As we put a little bow on our Firewall Management Essentials series, it’s time to focus on getting quick value from your investment. We are big fans of a Quick Wins approach, because far too many technologies sputter as deployment lags and value commensurate with the investment is never seen. The quick wins approach focuses on building momentum early in the deployment by balancing what can be done right now against longer-term goals for a technology investment. If a project team doesn’t prove value early and often, that typically dooms the implementation to failure. For firewall management, the lowest hanging fruit is optimization of existing rule sets before implementing a strong change management process. But let’s not put the cart before the horse – first you need to deploy the tool and integrate it with other enterprise systems.

Deployment and Integration

The good news for firewall management is that one central server can handle quite a few firewalls – especially because the optimization and change management processes happen on a periodic, rather than continuous or real-time, basis. It’s not like management devices need to be inline and monitoring continuously, so the deployment architecture won’t make or break the implementation. Typically you deploy the firewall management server in a central location, and have it discover all the firewalls in your environment. You might kickstart the effort by feeding the list of existing firewalls into the management system.

Do you want one central system, or a distributed environment? That depends on the scale of your environment and how quickly you need to be notified of changes. The longer the interval before rechecking each device’s configuration, the longer the window before you detect an unauthorized change. So you need to balance resource consumption against frequent checks to narrow the exploitation window between exploitation and detection.

The deployment architecture depends more on the frequency of monitoring for configuration changes than on anything else. The change process (workflow) can run off the central server. And the math to optimize a rule set doesn’t consume resources on a firewall. We have seen large firewall environments (think service providers) managed by a handful of firewall management devices – multiple devices installed for availability and redundancy, rather than for performance reasons.

For integration, as described earlier in this series, you will want to pull or push information from tools like a vulnerability management system, a SIEM/log management tool, and/or a reporting/GRC system. Most of these tools have well-established APIs, and it is reasonable to expect your vendor to already have integrated with the leading tools in these categories. Pulling information into the firewall management tool provides more context to understand what changes pose what risk.

The area where you will gain the most value from enterprise integration is the help desk/task management system. Given the operational leverage of automating an effective firewall change management process, you will want to make sure changes are tracked in whatever tool(s) the operations team uses so you don’t have two sources of information, and everything is in sync. The good news is that these operational tools are mature, with mature SDKs for integration. Again, it is reasonable to expect your firewall management vendor to have already integrated with your work management environment.

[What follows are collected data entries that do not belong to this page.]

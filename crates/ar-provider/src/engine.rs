//! [`IndexProvider`]: local announcement engine.
//!
//! Every `notify_put` pulls the entries for its context through the
//! registered lister, signs an advertisement linked to the current head and
//! gossips it. The head only moves once the gossip publish succeeded;
//! publishes are serialized so each advertisement links to the one before it.
//! Only the head advertisement is retained.

use std::sync::{Arc, RwLock};

use ar_announce::{
    AnnounceError, AnnouncementEngine, ContextId, Metadata, Multihash, MultihashLister,
};
use async_trait::async_trait;
use cid::Cid;
use libp2p::identity::Keypair;
use libp2p::{Multiaddr, PeerId};
use tokio::sync::Mutex;
use tracing::{debug, info};

use crate::advertisement::{advertisement_cid, AnnounceMessage, Advertisement};

/// Where announce messages go. Implemented by [`crate::HostHandle`].
#[async_trait]
pub trait AnnounceSink: Send + Sync {
    async fn announce(&self, payload: Vec<u8>) -> Result<(), AnnounceError>;
}

#[derive(Default)]
struct Chain {
    head: Option<(Cid, Advertisement)>,
}

pub struct IndexProvider {
    keypair: Keypair,
    sink: Arc<dyn AnnounceSink>,
    /// Addresses advertised in announce messages (where the chain is served).
    announce_addrs: Vec<Multiaddr>,
    lister: RwLock<Option<Arc<dyn MultihashLister>>>,
    chain: Mutex<Chain>,
}

impl IndexProvider {
    pub fn new(keypair: Keypair, sink: Arc<dyn AnnounceSink>, announce_addrs: Vec<Multiaddr>) -> Self {
        Self {
            keypair,
            sink,
            announce_addrs,
            lister: RwLock::new(None),
            chain: Mutex::new(Chain::default()),
        }
    }

    pub fn peer_id(&self) -> PeerId {
        self.keypair.public().to_peer_id()
    }

    pub async fn head(&self) -> Option<Cid> {
        self.chain.lock().await.head.as_ref().map(|(id, _)| *id)
    }

    /// The most recently published advertisement and its id.
    pub async fn head_advertisement(&self) -> Option<(Cid, Advertisement)> {
        self.chain.lock().await.head.clone()
    }

    fn current_lister(&self) -> Option<Arc<dyn MultihashLister>> {
        match self.lister.read() {
            Ok(g) => g.clone(),
            Err(poisoned) => poisoned.into_inner().clone(),
        }
    }
}

#[async_trait]
impl AnnouncementEngine for IndexProvider {
    fn register_multihash_lister(&self, lister: Arc<dyn MultihashLister>) {
        let mut slot = match self.lister.write() {
            Ok(g) => g,
            Err(poisoned) => poisoned.into_inner(),
        };
        *slot = Some(lister);
    }

    async fn notify_put(
        &self,
        context_id: &ContextId,
        provider: PeerId,
        addrs: &[Multiaddr],
        metadata: Metadata,
    ) -> Result<Cid, AnnounceError> {
        let lister = self
            .current_lister()
            .ok_or_else(|| AnnounceError::protocol("no multihash lister registered"))?;

        let entries: Vec<Multihash> = lister.list(context_id).await?.collect();
        if entries.is_empty() {
            return Err(AnnounceError::protocol(format!(
                "lister returned no entries for context {context_id}"
            )));
        }

        let mut chain = self.chain.lock().await;
        let ad = Advertisement::signed(
            &self.keypair,
            chain.head.as_ref().map(|(id, _)| id),
            context_id,
            provider,
            addrs,
            metadata,
            &entries,
        )?;
        let id = advertisement_cid(&ad.to_bytes()?)?;
        debug!(context = %context_id, advertisement = %id, entries = entries.len(), "built advertisement");

        let msg = AnnounceMessage::new(&id, &self.announce_addrs).to_bytes()?;
        self.sink.announce(msg).await?;

        chain.head = Some((id, ad));
        info!(context = %context_id, advertisement = %id, "published advertisement");
        Ok(id)
    }
}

Getting the Quick Win and Showing Value

We covered the change management process first in this series, because over time it is where we typically see the most sustainable value accrued. But in a quick wins scenario we need to get something done now. So going through existing firewalls and pinpointing areas of improvement, in terms of both security and performance, can yield the quick win we want. This is the optimization process.

The first job is to get value, but that is no good unless you can communicate it. So look to reports to highlight the results of the early optimization efforts. You will want to show things like how many unused rules were eliminated (reducing attack surface), as well as whether any of your old rules conflicted, and how the cleanup improved security. This quick effort (it should take a day or two) can build momentum for the next area of focus: change management.

Once the change management process is accepted in the environment and enumerated in the firewall management tool, you can start tracking service levels and response times on changes happening daily. You can also track the number of times changes that would have increased attack surface were flagged (and stopped) before going operational, to show how the tool reduces risk and increases the accuracy of firewall changes.

This highlights the benefits of a firewall management tools to reduce the risk of a faulty rule change and adding attack surface. A what-if analysis of potential changes can ensure that nothing will break (or crush performance) before actually making a change.

You can also demonstrate value by migrating rules from one firewall to another. If you need to support a heterogeneous environment, or are currently moving to a NGFW-based architecture, these tools can provide value by suggesting rule sets based on existing policies and optimizing them for the new platform. If you are a glutton for punishment you can migrate one device without using the tool (busting out your old spreadsheets), and then use the firewall management tool for the next migration for a real comparison. Or you can use an anecdote (we saved XX days by using the tool) to communicate the value of the firewall management tool. Either way, substantiate the value of the tool to your operational process.

Finally, at some point after deploying the tool, you will have an assessment or audit. You can then both leverage and quantify the value of the firewall management tool, in terms of saving time and increasing the accuracy of audit documentation. Depending on the regulation, the tool is likely to include a pre-built report which requires minimal customization the first time you go through the audit, in order to generate documentation and substantiate your firewall controls.

You have now learned a bit about how to manage your firewalls in a rapidly changing environment – using automation to streamline your management processes and efforts, and to optimize your rule base to improve performance and reduce risk. Focusing on quick wins from the deployment will build momentum for the long-term strategic value of the firewall management tool.